Eartha Kitt
Although she can look back on a long and successful career, life has not always been easy for Eartha Kitt. She had a difficult and impoverished childhood and lost track of her roots. Kitt worked hard to get to the top, but when she was a child, she had to fight prejudice within the African-American community because of her light skin color. Ironically, as an adult trying to succeed in show business, Eartha Kitt found that most of the available roles went to caucasian actresses.
[The picture shown here was sent by Eartha Kitt for use on this Web Page.]

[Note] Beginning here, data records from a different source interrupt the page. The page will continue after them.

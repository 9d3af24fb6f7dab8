use anyhow::{Context, Result};
use clap::Parser;
use cli::{Cli, Command};
use std::{process::ExitCode, sync::Arc};
use vidmeta_common::observability::init_logging;
use vidmeta_config::{VidmetaConfig, VidmetaConfigLoader};
use vidmeta_view::{HttpBackend, PageState, Slot, ViewController, ViewOptions};
mod cli;

const DEFAULT_CONFIG_FILE: &str = "vidmeta.yaml";

#[tokio::main]
async fn main() -> Result<ExitCode> {
    let cli = Cli::parse();

    // 1) Load config (env wins over the file, flags win over both)
    let mut cfg = load_config(&cli)?;
    if let Some(url) = cli.server_url {
        cfg.client.server_url = url;
    }
    let command = cli.command.unwrap_or(Command::Tui);

    // 2) Logging. The TUI owns the terminal, so only `serve` forces stderr.
    let mut log = cfg.logging.to_log_config("vidmeta");
    if matches!(command, Command::Serve { .. }) {
        log.emit_stderr = true;
    }
    let log_path = init_logging(log)?;
    tracing::debug!(path = %log_path.display(), "logging.ready");

    match command {
        Command::Tui => {
            let backend = Arc::new(http_backend(&cfg)?);
            vidmeta_tui::run(backend, view_options(&cfg)).await?;
            Ok(ExitCode::SUCCESS)
        }
        Command::Extract { url, json } => extract(&cfg, &url, json).await,
        Command::Serve { bind } => {
            if let Some(bind) = bind {
                cfg.server.bind = bind;
            }
            vidmeta_server::serve(&cfg.server).await?;
            Ok(ExitCode::SUCCESS)
        }
    }
}

fn load_config(cli: &Cli) -> Result<VidmetaConfig> {
    let loader = VidmetaConfigLoader::new();
    let loader = match &cli.config {
        Some(path) => loader.with_file(path),
        None => loader.with_optional_file(DEFAULT_CONFIG_FILE),
    };
    loader.load().context("failed to load configuration")
}

fn http_backend(cfg: &VidmetaConfig) -> Result<HttpBackend> {
    HttpBackend::new(
        &cfg.client.server_url,
        &cfg.client.endpoint,
        cfg.client.timeout(),
    )
    .with_context(|| format!("invalid server url {:?}", cfg.client.server_url))
}

fn view_options(cfg: &VidmetaConfig) -> ViewOptions {
    ViewOptions {
        watch_host: cfg.client.watch_host.clone(),
        date_format: cfg.client.date_format.clone(),
    }
}

async fn extract(cfg: &VidmetaConfig, url: &str, json: bool) -> Result<ExitCode> {
    let backend = http_backend(cfg)?;
    let mut view = ViewController::new(PageState::default(), view_options(cfg));

    match view.submit(&backend, url).await {
        Ok(result) if json => {
            println!("{}", serde_json::to_string_pretty(&result)?);
        }
        Ok(_) => print!("{}", render_page(view.target())),
        Err(_) => {
            eprintln!("{}", view.target().error_text());
            return Ok(ExitCode::FAILURE);
        }
    }
    Ok(ExitCode::SUCCESS)
}

/// Plain-text rendering of the details panel.
fn render_page(page: &PageState) -> String {
    let mut out = String::new();
    for slot in [Slot::Title, Slot::VideoId, Slot::PublishedAt, Slot::Duration] {
        out.push_str(&field_line(slot.label(), page.slot(slot)));
    }
    out.push_str(&field_line("Thumbnail", page.thumbnail_src()));
    out.push_str(&field_line("Link", page.thumbnail_href()));
    out.push_str(&format!(
        "\n{}:\n{}\n",
        Slot::Description.label(),
        page.slot(Slot::Description)
    ));
    out
}

fn field_line(label: &str, value: &str) -> String {
    format!("{:<11}{value}\n", format!("{label}:"))
}
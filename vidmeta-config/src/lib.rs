//! Loader for `vidmeta.yaml` with environment overlays.
//!
//! Precedence, lowest to highest: built-in defaults, YAML file (or inline
//! snippets), then `VIDMETA__SECTION__KEY` environment variables. String values
//! go through `${VAR}` expansion afterwards, so a file can say
//! `youtube_api_key: "${YOUTUBE_API_KEY}"`.
use config::{Config, Environment, File, FileFormat};
use serde::Deserialize;
use serde_json::Value;
use std::path::{Path, PathBuf};
use std::time::Duration;
use thiserror::Error;
use vidmeta_common::observability::{LogConfig, LogFormat};
use vidmeta_common::{DEFAULT_WATCH_HOST, EXTRACT_DETAILS_PATH};

const MAXIMUM_ENV_EXPANSION_DEPTH: usize = 8;
const ENV_PREFIX: &str = "VIDMETA";
const API_KEY_ENV: &str = "YOUTUBE_API_KEY";

#[derive(Debug, Error)]
pub enum ConfigError {
    #[error(transparent)]
    Source(#[from] config::ConfigError),
    #[error("invalid configuration: {0}")]
    Invalid(String),
}

#[derive(Debug, Clone, Default, Deserialize)]
#[serde(default)]
pub struct VidmetaConfig {
    pub client: ClientConfig,
    pub server: ServerConfig,
    pub logging: LoggingConfig,
}

/// Where the view controller sends requests and how it renders results.
#[derive(Debug, Clone, Deserialize)]
#[serde(default)]
pub struct ClientConfig {
    pub server_url: String,
    pub endpoint: String,
    /// Host of the canonical watch link.
    pub watch_host: String,
    /// `strftime` pattern for the publication date.
    pub date_format: String,
    /// Request timeout. Unset means wait indefinitely.
    pub timeout_secs: Option<u64>,
}

impl Default for ClientConfig {
    fn default() -> Self {
        Self {
            server_url: "http://127.0.0.1:5000".into(),
            endpoint: EXTRACT_DETAILS_PATH.into(),
            watch_host: DEFAULT_WATCH_HOST.into(),
            date_format: "%-m/%-d/%Y".into(),
            timeout_secs: None,
        }
    }
}

impl ClientConfig {
    pub fn timeout(&self) -> Option<Duration> {
        self.timeout_secs.map(Duration::from_secs)
    }
}

#[derive(Debug, Clone, Deserialize)]
#[serde(default)]
pub struct ServerConfig {
    pub bind: String,
    pub youtube_api_base: String,
    pub youtube_api_key: Option<String>,
    /// Preferred thumbnail variant (`default`, `medium`, `high`, ...).
    pub thumbnail_size: String,
}

impl Default for ServerConfig {
    fn default() -> Self {
        Self {
            bind: "127.0.0.1:5000".into(),
            youtube_api_base: "https://www.googleapis.com/youtube/v3/".into(),
            youtube_api_key: None,
            thumbnail_size: "medium".into(),
        }
    }
}

impl ServerConfig {
    /// Configured key, else `$YOUTUBE_API_KEY`. Blank values and unexpanded
    /// `${...}` placeholders count as missing.
    pub fn api_key(&self) -> Option<String> {
        let usable = |k: &str| !k.trim().is_empty() && !k.contains("${");
        self.youtube_api_key
            .clone()
            .filter(|k| usable(k))
            .or_else(|| std::env::var(API_KEY_ENV).ok().filter(|k| usable(k)))
    }
}

#[derive(Debug, Clone, Deserialize)]
#[serde(default)]
pub struct LoggingConfig {
    /// Filter used when `RUST_LOG` is unset.
    pub level: String,
    pub format: LogFormat,
    pub dir: Option<PathBuf>,
    pub stderr: bool,
}

impl Default for LoggingConfig {
    fn default() -> Self {
        Self {
            level: "info".into(),
            format: LogFormat::Text,
            dir: None,
            stderr: false,
        }
    }
}

impl LoggingConfig {
    pub fn to_log_config(&self, app_name: &'static str) -> LogConfig {
        LogConfig {
            app_name,
            log_dir: self.dir.clone(),
            emit_stderr: self.stderr,
            format: self.format,
            default_filter: self.level.clone(),
        }
    }
}

impl VidmetaConfig {
    pub fn validate(&self) -> Result<(), ConfigError> {
        if !self.client.endpoint.starts_with('/') {
            return Err(ConfigError::Invalid(format!(
                "client.endpoint must start with '/', got {:?}",
                self.client.endpoint
            )));
        }
        if self.client.watch_host.trim().is_empty() {
            return Err(ConfigError::Invalid("client.watch_host is empty".into()));
        }
        if self.client.server_url.trim().is_empty() {
            return Err(ConfigError::Invalid("client.server_url is empty".into()));
        }
        Ok(())
    }
}

fn expand_env_in_value(v: &mut Value) {
    match v {
        Value::String(s) => {
            if s.contains('$') {
                let mut cur = std::mem::take(s);
                for _ in 0..MAXIMUM_ENV_EXPANSION_DEPTH {
                    let expanded = match shellexpand::env(&cur) {
                        Ok(cow) => cow.into_owned(),
                        Err(_) => cur.clone(),
                    };
                    if expanded == cur {
                        break;
                    }
                    cur = expanded;
                }
                *s = cur;
            }
        }
        Value::Array(arr) => arr.iter_mut().for_each(expand_env_in_value),
        Value::Object(obj) => obj.values_mut().for_each(expand_env_in_value),
        _ => {}
    }
}

/// Builder over the `config` crate wiring.
pub struct VidmetaConfigLoader {
    builder: config::ConfigBuilder<config::builder::DefaultState>,
}

impl Default for VidmetaConfigLoader {
    fn default() -> Self {
        Self::new()
    }
}

impl VidmetaConfigLoader {
    /// Defaults only; environment overrides are applied in [`Self::load`].
    ///
    /// ```
    /// use vidmeta_config::VidmetaConfigLoader;
    ///
    /// let cfg = VidmetaConfigLoader::new().load().expect("defaults load");
    /// assert_eq!(cfg.client.endpoint, "/extract_details");
    /// assert_eq!(cfg.client.timeout_secs, None);
    /// ```
    pub fn new() -> Self {
        Self {
            builder: Config::builder(),
        }
    }

    /// Attach a required YAML/TOML/JSON file; the format follows the suffix.
    pub fn with_file<P: AsRef<Path>>(mut self, path: P) -> Self {
        self.builder = self
            .builder
            .add_source(File::from(path.as_ref()).required(true));
        self
    }

    /// Attach a file that may be absent.
    pub fn with_optional_file<P: AsRef<Path>>(mut self, path: P) -> Self {
        self.builder = self
            .builder
            .add_source(File::from(path.as_ref()).required(false));
        self
    }

    /// Merge an inline YAML snippet.
    ///
    /// ```
    /// use vidmeta_config::VidmetaConfigLoader;
    ///
    /// let cfg = VidmetaConfigLoader::new()
    ///     .with_yaml_str(
    ///         r#"
    /// client:
    ///   server_url: "http://video-meta.internal:8080"
    ///   timeout_secs: 20
    /// server:
    ///   thumbnail_size: "high"
    /// "#,
    ///     )
    ///     .load()
    ///     .unwrap();
    ///
    /// assert_eq!(cfg.client.server_url, "http://video-meta.internal:8080");
    /// assert_eq!(cfg.client.timeout_secs, Some(20));
    /// assert_eq!(cfg.client.watch_host, "www.youtube.com");
    /// assert_eq!(cfg.server.thumbnail_size, "high");
    /// ```
    pub fn with_yaml_str(mut self, yaml: &str) -> Self {
        self.builder = self.builder.add_source(File::from_str(yaml, FileFormat::Yaml));
        self
    }

    /// Apply env overrides, expand `${VAR}` placeholders, deserialize and validate.
    pub fn load(self) -> Result<VidmetaConfig, ConfigError> {
        let cfg = self
            .builder
            .add_source(
                Environment::with_prefix(ENV_PREFIX)
                    .prefix_separator("__")
                    .separator("__")
                    .try_parsing(true),
            )
            .build()?;

        let mut v: Value = cfg.try_deserialize()?;
        expand_env_in_value(&mut v);

        let typed: VidmetaConfig =
            serde_json::from_value(v).map_err(|e| config::ConfigError::Message(e.to_string()))?;
        typed.validate()?;
        Ok(typed)
    }
}

#[cfg(test)]
mod tests {
    use super::*;
    use serde_json::json;

    #[test]
    fn expands_simple_string() {
        temp_env::with_var("FOO", Some("bar"), || {
            let mut v = json!("prefix-${FOO}-suffix");
            expand_env_in_value(&mut v);
            assert_eq!(v, json!("prefix-bar-suffix"));
        });
    }

    #[test]
    fn expands_nested_sections() {
        temp_env::with_vars([("YT_KEY", Some("k-1")), ("PORT", Some("5001"))], || {
            let mut v = json!({
                "server": { "youtube_api_key": "${YT_KEY}", "bind": "0.0.0.0:$PORT" },
                "client": { "timeout_secs": null, "tags": ["$PORT", 1] }
            });
            expand_env_in_value(&mut v);
            assert_eq!(
                v,
                json!({
                    "server": { "youtube_api_key": "k-1", "bind": "0.0.0.0:5001" },
                    "client": { "timeout_secs": null, "tags": ["5001", 1] }
                })
            );
        });
    }

    #[test]
    fn expands_through_chained_variables() {
        temp_env::with_vars(
            [("INNER", Some("qux")), ("OUTER", Some("mid-${INNER}"))],
            || {
                let mut v = json!("x=${OUTER}");
                expand_env_in_value(&mut v);
                assert_eq!(v, json!("x=mid-qux"));
            },
        );
    }

    #[test]
    fn stops_on_cycles() {
        temp_env::with_vars([("A", Some("${B}")), ("B", Some("${A}"))], || {
            let mut v = json!("x=${A}-y");
            expand_env_in_value(&mut v);
            let s = v.as_str().unwrap();
            assert!(s.starts_with("x=") && s.ends_with("-y"));
            assert!(s.contains("${"));
        });
    }

    #[test]
    fn unknown_vars_are_left_as_is() {
        let mut v = json!("hi-${VIDMETA_DOES_NOT_EXIST}");
        expand_env_in_value(&mut v);
        assert_eq!(v, json!("hi-${VIDMETA_DOES_NOT_EXIST}"));
    }

    #[test]
    fn placeholder_api_key_counts_as_missing() {
        temp_env::with_var(API_KEY_ENV, None::<&str>, || {
            let server = ServerConfig {
                youtube_api_key: Some("${YOUTUBE_API_KEY}".into()),
                ..ServerConfig::default()
            };
            assert_eq!(server.api_key(), None);
        });
    }

    #[test]
    fn api_key_falls_back_to_environment() {
        temp_env::with_var(API_KEY_ENV, Some("from-env"), || {
            assert_eq!(ServerConfig::default().api_key().as_deref(), Some("from-env"));
            let explicit = ServerConfig {
                youtube_api_key: Some("from-file".into()),
                ..ServerConfig::default()
            };
            assert_eq!(explicit.api_key().as_deref(), Some("from-file"));
        });
    }

    #[test]
    fn endpoint_must_be_absolute_path() {
        let mut cfg = VidmetaConfig::default();
        assert!(cfg.validate().is_ok());
        cfg.client.endpoint = "extract_details".into();
        assert!(matches!(cfg.validate(), Err(ConfigError::Invalid(_))));
    }

    #[test]
    fn logging_section_maps_to_log_config() {
        let logging = LoggingConfig {
            level: "debug".into(),
            format: LogFormat::Json,
            dir: Some(PathBuf::from("/tmp/vidmeta-logs")),
            stderr: true,
        };
        let lc = logging.to_log_config("vidmeta-test");
        assert_eq!(lc.app_name, "vidmeta-test");
        assert_eq!(lc.default_filter, "debug");
        assert_eq!(lc.format, LogFormat::Json);
        assert!(lc.emit_stderr);
    }
}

The singer-actress was born on a cotton farm in North in 1927. Because the harvest was good that year, her father named her "Eartha." But the family was poor and when she was still quite young, her father left them. The family moved from place to place, trying to support themselves. Kitt was of mixed racial parentage, and her light skin made her unwelcome to some. When her mother met a man and decided to get married, he told her he would take her half-sister Pearl but not Eartha. Finally, her mother left the two children with a neighbor family, choosing not to separate them. The young Eartha Mae had to cook, clean, weed the garden, keep track of the cow, pick cotton, and do many other chores to cover her room and board. She recounts that she was not treated well in her new home. She saw her mother only a few times during the three years she lived there, once when she was taken to see her new half-sister, Almita. About six months later, her mother died.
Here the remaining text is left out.